-------- Listed records --------

//! ROMP core: step loop, control-flow token and host surfaces.
//!
//! ## Control flow
//!
//! Branches never move the IAR directly. A handler latches the target and
//! sets the [`Flow`] token; the token is consumed exactly once, at the end
//! of the step:
//!
//! - `Normal`: IAR advances past the instruction.
//! - `BranchPending`: IAR takes the latched target.
//! - `DelaySlotPending`: IAR advances, and the token becomes
//!   `BranchPending` so the next instruction runs in the delay slot.
//! - `ExceptionJustEntered`: exception entry already loaded the IAR.
//!
//! A branch-class instruction found in a delay slot is a program check.

use emu_core::{AddressSpace, Bus, Cpu, CycleBudget, LineState, Observable, StateError, Value};

use crate::decode::{decode, has_extension};
use crate::flags::{self, ConditionStatus};
use crate::registers::{Registers, irb, mpcs, scr};

/// Control-flow token, consumed at the end of every step.
#[derive(Debug, Clone, Copy, PartialEq, Eq, Default)]
#[cfg_attr(feature = "serde", derive(serde::Serialize, serde::Deserialize))]
pub enum Flow {
    /// Sequential execution.
    #[default]
    Normal,
    /// A branch target is latched and takes effect at the end of this step.
    BranchPending,
    /// A branch with execute was taken; the next instruction is its delay
    /// slot.
    DelaySlotPending,
    /// Exception entry has already loaded a new IAR.
    ExceptionJustEntered,
}

impl Flow {
    const fn name(self) -> &'static str {
        match self {
            Flow::Normal => "normal",
            Flow::BranchPending => "branch",
            Flow::DelaySlotPending => "delay",
            Flow::ExceptionJustEntered => "exception",
        }
    }
}

/// Operands of the instruction being executed.
#[derive(Debug, Clone, Copy)]
pub(crate) struct Step {
    /// First halfword.
    pub op: u16,
    /// Second halfword for BI, BA and D formats; zero otherwise.
    pub ext: u16,
    /// Address of the following instruction.
    pub next: u32,
}

/// Everything needed to resume a core, for save states.
#[derive(Debug, Clone, PartialEq, Eq)]
#[cfg_attr(feature = "serde", derive(serde::Serialize, serde::Deserialize))]
pub struct RompState {
    pub regs: Registers,
    pub flow: Flow,
    pub branch_target: u32,
    pub translate_mode: bool,
    pub pending_machine_check: Option<u32>,
    pub total_cycles: u64,
}

/// IBM ROMP CPU.
#[derive(Debug, Clone, Default)]
pub struct Romp {
    // === Registers ===
    pub regs: Registers,

    // === Control flow ===
    pub(crate) flow: Flow,
    pub(crate) branch_target: u32,

    // === Pins ===
    /// Translate-mode output, follows ICS bit 8.
    pub(crate) translate_mode: bool,
    /// Machine check status signalled by the host, taken at the next
    /// boundary.
    pending_machine_check: Option<u32>,

    // === Timing ===
    total_cycles: u64,
}

impl Romp {
    /// Create a core with every register cleared. Call [`Cpu::reset`]
    /// before running to load the start address.
    #[must_use]
    pub fn new() -> Self {
        Self::default()
    }

    /// Current control-flow token.
    #[must_use]
    pub const fn flow(&self) -> Flow {
        self.flow
    }

    /// Latched branch target.
    #[must_use]
    pub const fn branch_target(&self) -> u32 {
        self.branch_target
    }

    /// State of the translate-mode output line.
    #[must_use]
    pub const fn translate_mode(&self) -> bool {
        self.translate_mode
    }

    /// Cycles consumed since creation.
    #[must_use]
    pub const fn total_cycles(&self) -> u64 {
        self.total_cycles
    }

    /// Typed view of the condition status register.
    #[must_use]
    pub const fn condition(&self) -> ConditionStatus {
        ConditionStatus::new(self.regs.cs())
    }

    /// Signal a hardware-detected fault. The machine check is taken
    /// through vector 7 at the next step boundary outside a branch.
    pub fn signal_machine_check(&mut self, status: u32) {
        self.pending_machine_check = Some(status);
    }

    pub(crate) fn take_machine_check(&mut self) -> Option<u32> {
        self.pending_machine_check.take()
    }

    /// Execute one step and return the cycles it consumed.
    ///
    /// A step is either one instruction or, at a boundary with a request
    /// pending, the entry into its interrupt handler.
    pub fn step<B: Bus>(&mut self, bus: &mut B) -> u32 {
        if self.flow == Flow::Normal && self.service_interrupts(bus) {
            self.end_step(self.regs.iar());
            return 1;
        }

        let iar = self.regs.iar();
        let op = bus.read_u16(AddressSpace::Program, iar);
        let mut next = iar.wrapping_add(2);
        let ext = if has_extension(op) {
            let ext = bus.read_u16(AddressSpace::Program, next);
            next = next.wrapping_add(2);
            ext
        } else {
            0
        };

        let entry = decode(op);
        let mut cycles = u32::from(entry.cycles);
        if self.flow == Flow::BranchPending && entry.handler.is_branch_class() {
            self.program_check(bus, mpcs::KNOWN_ORIGIN | mpcs::ILLEGAL_OP);
        } else {
            cycles += self.execute(bus, entry.handler, Step { op, ext, next });
        }

        self.end_step(next);
        cycles
    }

    fn end_step(&mut self, next: u32) {
        match self.flow {
            Flow::Normal => self.regs.scr[scr::IAR] = next,
            Flow::BranchPending => {
                self.regs.scr[scr::IAR] = self.branch_target;
                self.flow = Flow::Normal;
            }
            Flow::DelaySlotPending => {
                self.regs.scr[scr::IAR] = next;
                self.flow = Flow::BranchPending;
            }
            Flow::ExceptionJustEntered => self.flow = Flow::Normal,
        }
    }

    /// Write a system control register, driving the translate-mode output
    /// when the ICS changes.
    pub(crate) fn set_scr(&mut self, index: usize, value: u32) {
        tracing::trace!(scr = scr::NAMES[index], value, "set_scr");
        if index == scr::ICS {
            self.set_translate_mode(value & crate::registers::ics::TRANSLATE != 0);
        }
        self.regs.scr[index] = value;
    }

    pub(crate) fn set_translate_mode(&mut self, enabled: bool) {
        if self.translate_mode != enabled {
            tracing::debug!(enabled, "translate mode");
        }
        self.translate_mode = enabled;
    }

    /// Capture everything needed to resume later.
    #[must_use]
    pub fn snapshot(&self) -> RompState {
        RompState {
            regs: self.regs,
            flow: self.flow,
            branch_target: self.branch_target,
            translate_mode: self.translate_mode,
            pending_machine_check: self.pending_machine_check,
            total_cycles: self.total_cycles,
        }
    }

    /// Resume from a snapshot.
    pub fn restore(&mut self, state: &RompState) {
        self.regs = state.regs;
        self.flow = state.flow;
        self.branch_target = state.branch_target;
        self.translate_mode = state.translate_mode;
        self.pending_machine_check = state.pending_machine_check;
        self.total_cycles = state.total_cycles;
    }
}

impl Cpu for Romp {
    type Registers = Registers;

    fn run<B: Bus>(&mut self, bus: &mut B, budget: &mut CycleBudget) {
        while !budget.is_exhausted() {
            let cycles = self.step(bus);
            budget.consume(i64::from(cycles));
            self.total_cycles += u64::from(cycles);
        }
    }

    fn reset<B: Bus>(&mut self, bus: &mut B) {
        self.regs = Registers::new();
        self.set_translate_mode(false);
        self.flow = Flow::Normal;
        self.branch_target = 0;
        self.pending_machine_check = None;
        self.regs.scr[scr::IAR] = bus.read_u32(AddressSpace::Program, 0);
    }

    /// Lines 0 to 6 feed the interrupt request buffer. A request stays
    /// pending for as long as the line is asserted.
    fn set_input_line(&mut self, line: u8, state: LineState) {
        if line > 6 {
            return;
        }
        let bit = irb::LEVEL0 >> line;
        if state.is_asserted() {
            tracing::trace!(line, "interrupt request");
            self.regs.scr[scr::IRB] |= bit;
        } else {
            self.regs.scr[scr::IRB] &= !bit;
        }
    }

    fn pc(&self) -> u32 {
        self.regs.iar()
    }

    fn registers(&self) -> Registers {
        self.regs
    }

    fn flags_string(&self) -> String {
        self.condition().to_string()
    }
}

/// All query paths supported by the ROMP.
const ROMP_QUERY_PATHS: &[&str] = &[
    "r0", "r1", "r2", "r3", "r4", "r5", "r6", "r7", "r8", "r9", "r10", "r11", "r12", "r13",
    "r14", "r15", "scr0", "scr1", "scr2", "scr3", "scr4", "scr5", "cous", "cou", "ts", "scr9",
    "mq", "mpcs", "irb", "iar", "ics", "cs", "flags.l", "flags.e", "flags.g", "flags.c",
    "flags.o", "flags.t", "flow", "branch_target", "translate_mode", "cycles",
];

fn gpr_index(path: &str) -> Option<usize> {
    let n: usize = path.strip_prefix('r')?.parse().ok()?;
    (n < 16).then_some(n)
}

fn scr_index(path: &str) -> Option<usize> {
    scr::NAMES.iter().position(|&name| name == path)
}

fn flag_mask(path: &str) -> Option<u32> {
    Some(match path.strip_prefix("flags.")? {
        "l" => flags::L,
        "e" => flags::E,
        "g" => flags::G,
        "c" => flags::C,
        "o" => flags::O,
        "t" => flags::T,
        _ => return None,
    })
}

impl Observable for Romp {
    fn query(&self, path: &str) -> Option<Value> {
        if let Some(r) = gpr_index(path) {
            return Some(self.regs.gpr[r].into());
        }
        if let Some(s) = scr_index(path) {
            return Some(self.regs.scr[s].into());
        }
        if let Some(mask) = flag_mask(path) {
            return Some((self.regs.cs() & mask != 0).into());
        }
        match path {
            "flow" => Some(self.flow.name().into()),
            "branch_target" => Some(self.branch_target.into()),
            "translate_mode" => Some(self.translate_mode.into()),
            "cycles" => Some(self.total_cycles.into()),
            _ => None,
        }
    }

    fn query_paths(&self) -> &'static [&'static str] {
        ROMP_QUERY_PATHS
    }

    fn poke(&mut self, path: &str, value: Value) -> Result<(), StateError> {
        if let Some(r) = gpr_index(path) {
            self.regs.gpr[r] = value.to_register(path)?;
        } else if let Some(s) = scr_index(path) {
            self.regs.scr[s] = value.to_register(path)?;
        } else if let Some(mask) = flag_mask(path) {
            let set = value
                .as_bool()
                .ok_or_else(|| StateError::mismatch(path, "bool"))?;
            if set {
                self.regs.scr[scr::CS] |= mask;
            } else {
                self.regs.scr[scr::CS] &= !mask;
            }
        } else if path == "branch_target" {
            self.branch_target = value.to_register(path)?;
        } else if matches!(path, "flow" | "translate_mode" | "cycles") {
            return Err(StateError::ReadOnly(path.to_string()));
        } else {
            return Err(StateError::UnknownPath(path.to_string()));
        }
        Ok(())
    }
}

--------

**Task brief:** Write out exactly the lines above from the line with "fn query(&self, path: &str)" through the line with "else if path", both of them included, and leave out all other lines.

**Finished exercise:**
    fn query(&self, path: &str) -> Option<Value> {
        if let Some(r) = gpr_index(path) {
            return Some(self.regs.gpr[r].into());
        }
        if let Some(s) = scr_index(path) {
            return Some(self.regs.scr[s].into());
        }
        if let Some(mask) = flag_mask(path) {
            return Some((self.regs.cs() & mask != 0).into());
        }
        match path {
            "flow" => Some(self.flow.name().into()),
            "branch_target" => Some(self.branch_target.into()),
            "translate_mode" => Some(self.translate_mode.into()),
            "cycles" => Some(self.total_cycles.into()),
            _ => None,
        }
    }

    fn query_paths(&self) -> &'static [&'static str] {
        ROMP_QUERY_PATHS
    }

    fn poke(&mut self, path: &str, value: Value) -> Result<(), StateError> {
        if let Some(r) = gpr_index(path) {
            self.regs.gpr[r] = value.to_register(path)?;
        } else if let Some(s) = scr_index(path) {
            self.regs.scr[s] = value.to_register(path)?;
        } else if let Some(mask) = flag_mask(path) {
            let set = value
                .as_bool()
                .ok_or_else(|| StateError::mismatch(path, "bool"))?;
            if set {
                self.regs.scr[scr::CS] |= mask;
            } else {
                self.regs.scr[scr::CS] &= !mask;
            }
        } else if path == "branch_target" {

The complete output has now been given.